P.S. I asked my husband, Steve Legallet (who is also a psychotherapist), how he thought this list could work for men. He said that I could basically exchange the "shes" with "hes" and it would totally hold up.
40 Symptoms of a Healthy Woman
1) She takes care of her body and treats it with respect.
2) She eats well and doesn't under-eat, binge, or purge.
3) She moves her body in ways that feel good to her and rests without an ounce of guilt.
4) She gets an adequate amount of sleep and rest. If she has difficulty sleeping, she sees it as an opportunity to practice mindfulness and/or other relaxation techniques.
5) She does not abuse drugs, alcohol, cigarettes, caffeine, or screen-time.
6) She maintains a good balance between resting and accomplishing things (being and doing).
7) She maintains a good balance between being with people and being alone.
8) When she is alone, she enjoys her own company.
9) She treats herself like she would treat a child she adores or her best friend.
10) She has a loving, kind soundtrack of thoughts that play in her mind and when unkind or unhelpful thoughts pop up, she challenges them.

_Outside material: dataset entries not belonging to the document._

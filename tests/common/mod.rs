#[cfg(test)]
pub mod tests {
    use std::time::Duration;

    use ctor::ctor;
    use k8s_openapi::apiextensions_apiserver::pkg::apis::apiextensions::v1::CustomResourceDefinition;
    use kube::{
        api::PostParams,
        config::{KubeConfigOptions, Kubeconfig},
        runtime::{conditions, wait::await_condition},
        Api, Client, Config, CustomResourceExt,
    };
    use rook_controllers::api::v1::{
        cluster::Cluster, filesystem::Filesystem, object_store::ObjectStore, pool::Pool,
        volume_attachment::VolumeAttachment,
    };
    use rstest::fixture;
    use rustls::crypto::CryptoProvider;
    use tempfile::TempDir;
    use testcontainers_modules::{
        k3s::{K3s, KUBE_SECURE_PORT},
        testcontainers::{runners::AsyncRunner, ContainerAsync, ImageExt},
    };

    /// A throwaway k3s server with the rook CRDs installed.
    pub struct K8s {
        client: Client,
        _container: ContainerAsync<K3s>,
        _conf_dir: TempDir,
    }

    impl K8s {
        pub async fn new() -> K8s {
            let conf_dir = tempfile::tempdir().expect("Unable to create kubeconfig dir");
            let container = K3s::default()
                .with_conf_mount(conf_dir.path())
                .with_privileged(true)
                .with_userns_mode("host")
                .start()
                .await
                .expect("Failed to start k3s");
            let client = get_kube_client(&container).await.expect("Unable to create client");
            install_crds(client.clone()).await;
            K8s {
                client,
                _container: container,
                _conf_dir: conf_dir,
            }
        }

        pub fn get_client(&self) -> Client {
            self.client.clone()
        }
    }

    #[fixture]
    pub async fn k8s_inst() -> K8s {
        K8s::new().await
    }

    #[ctor]
    fn on_startup() {
        if CryptoProvider::get_default().is_none() {
            rustls::crypto::ring::default_provider()
                .install_default()
                .expect("Error initializing rustls provider");
        }
    }

    async fn install_crds(client: Client) {
        let crds: Api<CustomResourceDefinition> = Api::all(client);
        for crd in [
            Cluster::crd(),
            Pool::crd(),
            Filesystem::crd(),
            ObjectStore::crd(),
            VolumeAttachment::crd(),
        ] {
            let name = crd.metadata.name.clone().expect("crd without a name");
            crds.create(&PostParams::default(), &crd)
                .await
                .expect("Unable to create crd");
            let established = await_condition(crds.clone(), &name, conditions::is_crd_established());
            tokio::time::timeout(Duration::from_secs(30), established)
                .await
                .expect("crd was not established in time")
                .expect("crd watch failed");
        }
    }

    // taken from testcontainers-k3s
    //  module test https://docs.rs/crate/testcontainers-modules/latest/source/src/k3s/mod.rs#235
    pub async fn get_kube_client(
        container: &ContainerAsync<K3s>,
    ) -> Result<kube::Client, Box<dyn std::error::Error + 'static>> {
        let conf_yaml = container.image().read_kube_config()?;

        let mut config = Kubeconfig::from_yaml(&conf_yaml).expect("Error loading kube config");

        let port = container.get_host_port_ipv4(KUBE_SECURE_PORT).await?;
        config.clusters.iter_mut().for_each(|cluster| {
            if let Some(server) = cluster.cluster.as_mut().and_then(|c| c.server.as_mut()) {
                *server = format!("https://127.0.0.1:{port}")
            }
        });

        let client_config =
            Config::from_custom_kubeconfig(config, &KubeConfigOptions::default()).await?;

        Ok(kube::Client::try_from(client_config)?)
    }
}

11) She has a good relationship with her emotions. She cries when she's sad and expresses her anger and frustration respectfully. She welcomes all her feelings and either sits with them, reaches out to safe people, or gives herself what she needs.

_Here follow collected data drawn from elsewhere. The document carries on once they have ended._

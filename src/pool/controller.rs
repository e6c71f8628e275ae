use std::{sync::Arc, time::Duration};

use chrono::Utc;
use futures::StreamExt;
use kube::{
    api::{Patch, PatchParams},
    runtime::{
        controller::Action,
        finalizer::{finalizer, Error as FinalizerError, Event as Finalizer},
        watcher, Controller,
    },
    Api, Resource, ResourceExt,
};
use serde_json::json;
use tracing::{debug, field, info, instrument, warn, Span};

use crate::{
    api::{
        constants::FIELD_MANAGER,
        v1::pool::{Pool, PoolKind, PoolPhase, PoolSpec, PoolStatus},
    },
    client::ceph::CephAdmin,
    cluster::controller::retry_after,
    telemetry::{
        state::{Context, State},
        telemetry,
    },
    Error, Result,
};

pub const POOL_FINALIZER: &str = "pool.ceph.rook.io";
const DEFAULT_CRUSH_ROOT: &str = "default";

pub fn rule_name(pool: &str) -> String {
    format!("{pool}_rule")
}

/// Creates the pool unless the backend already has one by that name.
pub async fn create_pool(ceph: &dyn CephAdmin, name: &str, spec: &PoolSpec) -> Result<bool> {
    if ceph.list_pools().await?.iter().any(|p| p.name == name) {
        debug!("pool {name} already exists");
        return Ok(false);
    }
    let fd = spec.failure_domain();
    match spec.kind()? {
        PoolKind::Replicated(replicated) => {
            let rule = rule_name(name);
            let root = spec.crush_root.as_deref().unwrap_or(DEFAULT_CRUSH_ROOT);
            ceph.create_crush_rule(&rule, root, fd.as_str()).await?;
            ceph.create_replicated_pool(name, &rule, replicated.size).await?;
        }
        PoolKind::ErasureCoded(ec) => {
            ceph.create_erasure_coded_pool(
                name,
                ec.data_chunks,
                ec.coding_chunks,
                fd.as_str(),
                ec.algorithm.as_deref(),
            )
            .await?;
        }
    }
    info!("created pool {name} with failure domain {fd}");
    Ok(true)
}

pub async fn delete_pool(ceph: &dyn CephAdmin, name: &str) -> Result<()> {
    if ceph.list_pools().await?.iter().any(|p| p.name == name) {
        info!("deleting pool {name}");
        ceph.delete_pool(name).await?;
    }
    Ok(())
}

pub async fn run(ctx: Arc<Context>) {
    let pools: Api<Pool> = Api::all(ctx.client.clone());
    info!("starting pool controller");
    Controller::new(pools, watcher::Config::default())
        .shutdown_on_signal()
        .run(reconcile, error_policy, ctx)
        .filter_map(|x| async move { std::result::Result::ok(x) })
        .for_each(|_| futures::future::ready(()))
        .await;
}

async fn patch_status(api: &Api<Pool>, name: &str, phase: PoolPhase, message: Option<String>) -> Result<()> {
    let status = Patch::Apply(json!({
        "apiVersion": Pool::api_version(&()),
        "kind": Pool::kind(&()),
        "status": PoolStatus {
            phase: Some(phase),
            message,
            last_updated: Some(Utc::now()),
        }
    }));
    api.patch_status(name, &PatchParams::apply(FIELD_MANAGER).force(), &status)
        .await?;
    Ok(())
}

async fn ceph_for(ctx: &Context, namespace: &str) -> Result<Arc<dyn CephAdmin>> {
    Ok(ctx
        .clusters
        .get(namespace)
        .await
        .ok_or_else(|| Error::Transient(format!("no running cluster in {namespace}")))?
        .ceph())
}

async fn apply(pool: Arc<Pool>, ctx: &Context, api: &Api<Pool>) -> Result<Action> {
    let name = pool.name_any();
    let ns = pool.namespace().unwrap_or_default();
    let ceph = ceph_for(ctx, &ns).await?;
    match create_pool(ceph.as_ref(), &name, &pool.spec).await {
        Ok(_) => {
            if pool.status.as_ref().and_then(|s| s.phase.as_ref()) != Some(&PoolPhase::Created) {
                patch_status(api, &name, PoolPhase::Created, None).await?;
            }
            Ok(Action::requeue(Duration::from_secs(3600)))
        }
        Err(e) => {
            patch_status(api, &name, PoolPhase::Failed, Some(e.to_string())).await?;
            Err(e)
        }
    }
}

async fn cleanup(pool: Arc<Pool>, ctx: &Context) -> Result<Action> {
    let ns = pool.namespace().unwrap_or_default();
    match ctx.clusters.get(&ns).await {
        Some(manager) => delete_pool(manager.ceph().as_ref(), &pool.name_any()).await?,
        None => warn!("cluster of pool {} is gone, nothing to delete", pool.name_any()),
    }
    Ok(Action::await_change())
}

#[instrument(skip(pool, ctx), fields(trace_id))]
async fn reconcile(pool: Arc<Pool>, ctx: Arc<Context>) -> Result<Action> {
    let trace_id = telemetry::get_trace_id();
    if trace_id != opentelemetry::trace::TraceId::INVALID {
        Span::current().record("trace_id", field::display(&trace_id));
    }
    let _timer = ctx.metrics.reconcile.count_and_measure(pool.as_ref(), &trace_id);
    State::touch(&ctx.diagnostics, "pool").await;

    let ns = pool
        .namespace()
        .ok_or_else(|| Error::InvalidSpec(format!("pool {} has no namespace", pool.name_any())))?;
    let api: Api<Pool> = Api::namespaced(ctx.client.clone(), &ns);
    let (ctx, pools) = (ctx.as_ref(), &api);
    finalizer(&api, POOL_FINALIZER, pool, |event| async move {
        match event {
            Finalizer::Apply(pool) => apply(pool, ctx, pools).await,
            Finalizer::Cleanup(pool) => cleanup(pool, ctx).await,
        }
    })
    .await
    .map_err(|e| match e {
        FinalizerError::ApplyFailed(e) | FinalizerError::CleanupFailed(e) => e,
        FinalizerError::AddFinalizer(e) | FinalizerError::RemoveFinalizer(e) => Error::Kube(e),
        other => Error::Fatal(other.to_string()),
    })
}

fn error_policy(pool: Arc<Pool>, err: &Error, ctx: Arc<Context>) -> Action {
    warn!("reconcile of pool {} failed: {err}", pool.name_any());
    ctx.metrics.reconcile.set_failure(pool.as_ref(), err);
    Action::requeue(retry_after(err.kind()))
}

12) She is able to grieve her losses and treat herself kindly in the process.
13) She reaches out for support when she's struggling.
14) She has made peace with the past and also acknowledges and honors her past hurts when they arise.

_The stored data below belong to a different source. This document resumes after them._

use std::collections::{BTreeMap, BTreeSet};

use crate::api::{
    constants::TOPOLOGY_LOCATION_LABEL_PREFIX,
    v1::{
        filesystem::Filesystem,
        object_store::ObjectStore,
        pool::{FailureDomain, Pool, PoolSpec},
    },
};

/// Every pool spec the cluster's pools, filesystems and object stores declare.
pub fn pool_specs(pools: &[Pool], filesystems: &[Filesystem], stores: &[ObjectStore]) -> Vec<PoolSpec> {
    let mut specs: Vec<PoolSpec> = pools.iter().map(|p| p.spec.clone()).collect();
    for fs in filesystems {
        specs.push(fs.spec.metadata_pool.clone());
        specs.extend(fs.spec.data_pools.iter().cloned());
    }
    for store in stores {
        specs.push(store.spec.metadata_pool.clone());
        specs.push(store.spec.data_pool.clone());
    }
    specs
}

/// The narrowest failure domain any pool uses. No pools means host.
pub fn min_failure_domain<'a>(specs: impl IntoIterator<Item = &'a PoolSpec>) -> FailureDomain {
    specs
        .into_iter()
        .map(PoolSpec::failure_domain)
        .min()
        .unwrap_or_default()
}

/// The failure domain the osd deployments are bucketed by. All osds of a node
/// run in one deployment, so osd granularity collapses to host.
pub fn bucket_type(fd: FailureDomain) -> FailureDomain {
    match fd {
        FailureDomain::Osd => FailureDomain::Host,
        other => other,
    }
}

pub fn topology_label(fd: FailureDomain) -> String {
    format!("{TOPOLOGY_LOCATION_LABEL_PREFIX}{}", bucket_type(fd))
}

/// Maps each host with osds to its failure-domain value, using the topology
/// labels of its osd deployment. Hosts without a value for `fd` are skipped.
pub fn host_domains(locations: &[BTreeMap<String, String>], fd: FailureDomain) -> BTreeMap<String, String> {
    let host_key = topology_label(FailureDomain::Host);
    let domain_key = topology_label(fd);
    locations
        .iter()
        .filter_map(|labels| {
            let host = labels.get(&host_key)?;
            let domain = labels.get(&domain_key)?;
            Some((host.clone(), domain.clone()))
        })
        .collect()
}

/// Failure-domain values holding at least one draining node.
pub fn draining_domains(hosts: &BTreeMap<String, String>, draining_nodes: &BTreeSet<String>) -> BTreeSet<String> {
    draining_nodes
        .iter()
        .filter_map(|node| hosts.get(node).cloned())
        .collect()
}

#[cfg(test)]
mod tests {
    use super::*;
    use crate::api::v1::{
        filesystem::{FilesystemSpec, MetadataServerSpec},
        pool::ReplicatedSpec,
    };
    use rstest::rstest;

    fn spec(fd: Option<FailureDomain>) -> PoolSpec {
        PoolSpec {
            failure_domain: fd,
            crush_root: None,
            replicated: Some(ReplicatedSpec { size: 3 }),
            erasure_coded: None,
        }
    }

    #[rstest]
    #[case(vec![], FailureDomain::Host)]
    #[case(vec![Some(FailureDomain::Zone)], FailureDomain::Zone)]
    #[case(vec![Some(FailureDomain::Zone), None], FailureDomain::Host)]
    #[case(vec![Some(FailureDomain::Region), Some(FailureDomain::Osd)], FailureDomain::Osd)]
    fn narrowest_domain_wins(#[case] domains: Vec<Option<FailureDomain>>, #[case] expected: FailureDomain) {
        let specs: Vec<PoolSpec> = domains.into_iter().map(spec).collect();
        assert_eq!(min_failure_domain(&specs), expected);
    }

    #[test]
    fn filesystem_and_object_store_pools_count() {
        let fs = Filesystem::new(
            "myfs",
            FilesystemSpec {
                metadata_pool: spec(Some(FailureDomain::Zone)),
                data_pools: vec![spec(Some(FailureDomain::Osd))],
                metadata_server: MetadataServerSpec {
                    active_count: 1,
                    active_standby: true,
                    placement: Default::default(),
                    resources: None,
                },
            },
        );
        let specs = pool_specs(&[], &[fs], &[]);
        assert_eq!(specs.len(), 2);
        assert_eq!(min_failure_domain(&specs), FailureDomain::Osd);
    }

    fn location(host: &str, zone: Option<&str>) -> BTreeMap<String, String> {
        let mut labels = BTreeMap::from([("topology-location-host".to_string(), host.to_string())]);
        if let Some(zone) = zone {
            labels.insert("topology-location-zone".to_string(), zone.to_string());
        }
        labels
    }

    #[test]
    fn hosts_map_to_their_zone() {
        let locations = vec![location("a", Some("z1")), location("b", Some("z1")), location("c", None)];
        let hosts = host_domains(&locations, FailureDomain::Zone);
        assert_eq!(hosts.len(), 2);
        assert_eq!(hosts["b"], "z1");

        let draining = draining_domains(&hosts, &BTreeSet::from(["b".to_string(), "x".to_string()]));
        assert_eq!(draining, BTreeSet::from(["z1".to_string()]));
    }

    #[test]
    fn osd_granularity_buckets_by_host() {
        let hosts = host_domains(&[location("a", None)], FailureDomain::Osd);
        assert_eq!(hosts["a"], "a");
        assert_eq!(topology_label(FailureDomain::Osd), "topology-location-host");
    }
}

15) She can tolerate anxiety and change without catastrophizing.
16) She spends a lot of her time in the present moment rather than lost in the past or the future.
17) She spends time doing things for the sheer pleasure of it rather than always thinking she needs to be accomplishing something.
18) She makes time for things that fulfill her and are important to her.
19) She is able to compromise at times without compromising her values or her core needs.
20) She follows her heart and gives herself time to get clarity if she is unsure about something.
21) She maintains a balance between giving to herself and giving to others.
22) She knows that hard times will pass, and she is extra sweet to herself when life feels extra hard.
23) She uses supportive tools (journaling, reaching out to safe people, spiritual practices, reading, therapy, podcasts, etc.) when life gets hard instead of using substances, negative self-talk or unhealthy behaviors.
24) She feels lovable and worthy regardless of the circumstances in her life.
25) She looks for opportunities to practice acceptance and gratitude.
26) She is aware of her finances and lives within her means.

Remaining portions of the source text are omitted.